Few metals can be used in as many ways as copper. Here are just a few of its many positive characteristics: it conducts heat almost as well as electricity, it does not become brittle at low temperatures, it is malleable, acid-resistant and resistant to vibrations, and it hardly corrodes due to its protective patina. For these reasons, it has become indispensable in many areas of application. Furthermore, the metal can also be industrially recycled without any loss of quality. This makes it a resource-saving commodity.
What is copper used for?
Copper is mainly processed in various electrical installations, e.g. in cables, wires, conductor boards, batteries or electrical appliances. This accounts for 57% of the total 1.2 million tonnes of copper in Germany. A further 15% is used in the construction industry, mainly for installation pipes or as facade cladding. 9% is used in the automotive sector, 8% in mechanical and plant engineering. Only 5% goes into traditional trade. Copper is also used in door locks, fittings, musical instruments, coins or bells. Copper is therefore a real all-round talent.
Hardly any other raw material has been processed more frequently in human history than the red metal, which was already known in the Stone Age.
A rapid increase in copper demand is expected due to the production of electric vehicles. At the moment, most passenger cars contain an average of 25 kg of copper. For electric cars, however, carmakers will need up to 80kg in the future (according to the mining group BHP Billiton). Experts even expect the demand to grow by up to 340% by 2050.
However, if the demand for the popular industrial metal continues to grow so significantly, neither the reserves mined by now nor the actually known resources, will be able to meet the demand. One way to prevent this shortage is to conserve resources through recycling.
Copper can be recycled without any loss of quality.

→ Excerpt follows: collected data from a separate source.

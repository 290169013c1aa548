//! # refact-agent
//!
//! Minimal coding agent for refact workspaces.
//!
//! This crate provides:
//! - The tool set the agent gathers context with
//! - Prompt templates for the planning and execution calls
//! - Lenient parsing of structured data out of LLM free text
//! - The plan → gather → execute → apply workflow
//!
//! The workflow is a plain async function. Every collaborator (workspace
//! store, LLM gateway, web fetcher, remote sync) is passed in explicitly.

mod parse;
mod prompt;
mod state_machine;
mod tools;
mod web;
mod workflow;

pub use parse::{extract_json, parse_edit_set, parse_plan};
pub use prompt::{build_execution_prompt, build_planning_prompt, build_think_prompt};
pub use state_machine::{transition, Action, Event, State};
pub use tools::{Tool, ToolOutput, ToolSet};
pub use web::{extract_text, fetch_page_text, HttpFetcher, StaticFetcher, WebFetcher, WEB_CHAR_BUDGET};
pub use workflow::{mirror_edits, run_workflow, ContextEntry, GatheredContext};
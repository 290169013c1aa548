//! Error responses

use axum::http::StatusCode;
use axum::response::{IntoResponse, Response};
use axum::Json;
use refact_core::RefactError;
use tracing::{error, warn};

/// Handler error rendered as `{"error": message}`
#[derive(Debug)]
pub struct ApiError(pub RefactError);

impl ApiError {
    pub fn status(&self) -> StatusCode {
        match &self.0 {
            RefactError::NotFound(_) => StatusCode::NOT_FOUND,
            RefactError::InvalidRequest(_) => StatusCode::BAD_REQUEST,
            _ => StatusCode::INTERNAL_SERVER_ERROR,
        }
    }
}

impl From<RefactError> for ApiError {
    fn from(err: RefactError) -> Self {
        ApiError(err)
    }
}

impl IntoResponse for ApiError {
    fn into_response(self) -> Response {
        let status = self.status();
        if status.is_server_error() {
            error!("Request failed: {}", self.0);
        } else {
            warn!("Request rejected: {}", self.0);
        }
        let body = Json(serde_json::json!({ "error": self.0.to_string() }));
        (status, body).into_response()
    }
}

pub type ApiResult<T> = std::result::Result<T, ApiError>;

#[cfg(test)]
mod tests {
    use super::*;

    #[test]
    fn test_status_mapping() {
        assert_eq!(
            ApiError(RefactError::NotFound("x".into())).status(),
            StatusCode::NOT_FOUND
        );
        assert_eq!(
            ApiError(RefactError::InvalidRequest("x".into())).status(),
            StatusCode::BAD_REQUEST
        );
        assert_eq!(
            ApiError(RefactError::Upstream {
                status: 401,
                body: "bad key".into()
            })
            .status(),
            StatusCode::INTERNAL_SERVER_ERROR
        );
    }
}
//! Shared application state

use crate::intent::{IntentClassifier, KeywordClassifier};
use crate::sessions::{InMemorySessionStore, PostgrestSessionStore, SessionStore};
use refact_agent::{HttpFetcher, ToolSet, WebFetcher};
use refact_core::{ProjectId, RefactError, Result, ServerConfig};
use refact_github::{GitHubClient, RemoteSync};
use refact_llm::{AnthropicGateway, LlmGateway, Model};
use refact_workspace::{validate_path, Workspace, WorkspaceStore};
use std::sync::Arc;
use tracing::{info, warn};

/// Builds a remote sync client for a caller-supplied token
pub type RemoteFactory = Arc<dyn Fn(&str) -> Result<Arc<dyn RemoteSync>> + Send + Sync>;

/// Everything a handler needs; created once at startup
pub struct AppState {
    pub config: ServerConfig,
    pub tools: ToolSet,
    pub sessions: Arc<dyn SessionStore>,
    pub classifier: Arc<dyn IntentClassifier>,
    remote: RemoteFactory,
}

pub type SharedState = Arc<AppState>;

impl AppState {
    pub fn new(
        config: ServerConfig,
        gateway: Arc<dyn LlmGateway>,
        fetcher: Arc<dyn WebFetcher>,
        sessions: Arc<dyn SessionStore>,
        remote: RemoteFactory,
    ) -> Self {
        Self {
            config,
            tools: ToolSet::new(WorkspaceStore::new(), gateway, fetcher),
            sessions,
            classifier: Arc::new(KeywordClassifier),
            remote,
        }
    }

    /// Wire the production collaborators described by `config`
    pub fn from_config(config: ServerConfig) -> Result<Self> {
        let model = Model::resolve(&config.model).ok_or_else(|| {
            RefactError::Config(format!("Unknown model: {}", config.model))
        })?;
        if config.api_key.is_none() && std::env::var("ANTHROPIC_API_KEY").is_err() {
            warn!("No Anthropic API key configured; LLM calls will fail");
        }
        let gateway = AnthropicGateway::new(config.anthropic_url.clone(), config.api_key.clone())
            .with_model(model)
            .with_max_tokens(config.max_tokens);

        let sessions: Arc<dyn SessionStore> = match &config.database {
            Some(database) => {
                info!("Persisting chat sessions to {}", database.url);
                Arc::new(PostgrestSessionStore::new(database))
            }
            None => {
                info!("Keeping chat sessions in memory");
                Arc::new(InMemorySessionStore::new())
            }
        };

        let github_url = config.github_url.clone();
        let remote: RemoteFactory = Arc::new(move |token: &str| {
            let client = GitHubClient::new(&github_url, token)?;
            Ok(Arc::new(client) as Arc<dyn RemoteSync>)
        });

        Ok(Self::new(
            config,
            Arc::new(gateway),
            Arc::new(HttpFetcher::new()),
            sessions,
            remote,
        ))
    }

    pub fn workspaces(&self) -> &WorkspaceStore {
        self.tools.store()
    }

    pub fn gateway(&self) -> &dyn LlmGateway {
        self.tools.gateway()
    }

    /// Remote sync for a request's token
    pub fn remote(&self, token: &str) -> Result<Arc<dyn RemoteSync>> {
        if token.trim().is_empty() {
            return Err(RefactError::InvalidRequest(
                "github_token is required".to_string(),
            ));
        }
        (self.remote)(token)
    }

    /// Load the project's workspace from the remote on first use
    pub async fn ensure_workspace(
        &self,
        project: &ProjectId,
        remote: &dyn RemoteSync,
    ) -> Result<()> {
        let project_id = project.to_string();
        if self.workspaces().contains(&project_id).await {
            return Ok(());
        }

        info!("Hydrating workspace {} from remote", project_id);
        let files = remote
            .snapshot(&project.owner, &project.repo)
            .await?
            .into_iter()
            .filter(|(path, _)| match validate_path(path) {
                Ok(_) => true,
                Err(e) => {
                    warn!("Skipping remote file in {}: {}", project_id, e);
                    false
                }
            });
        let workspace = Workspace::from_files(files)?;
        self.workspaces().put(&project_id, workspace).await;
        Ok(())
    }
}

Recycling conserves resources, reduces environmental impact and saves energy. Copper is probably the most recycled material in the world because the metal can be reprocessed without any loss of quality. Mankind therefore does not consume copper – it uses it. Theoretically, all the copper that has ever been mined can be used forever. The trade with scraps, used material for copper and copper alloys is a well organised market since many years. However, according to the United Nations Environment Programme (UNEP), the global recycling rate is only 50%.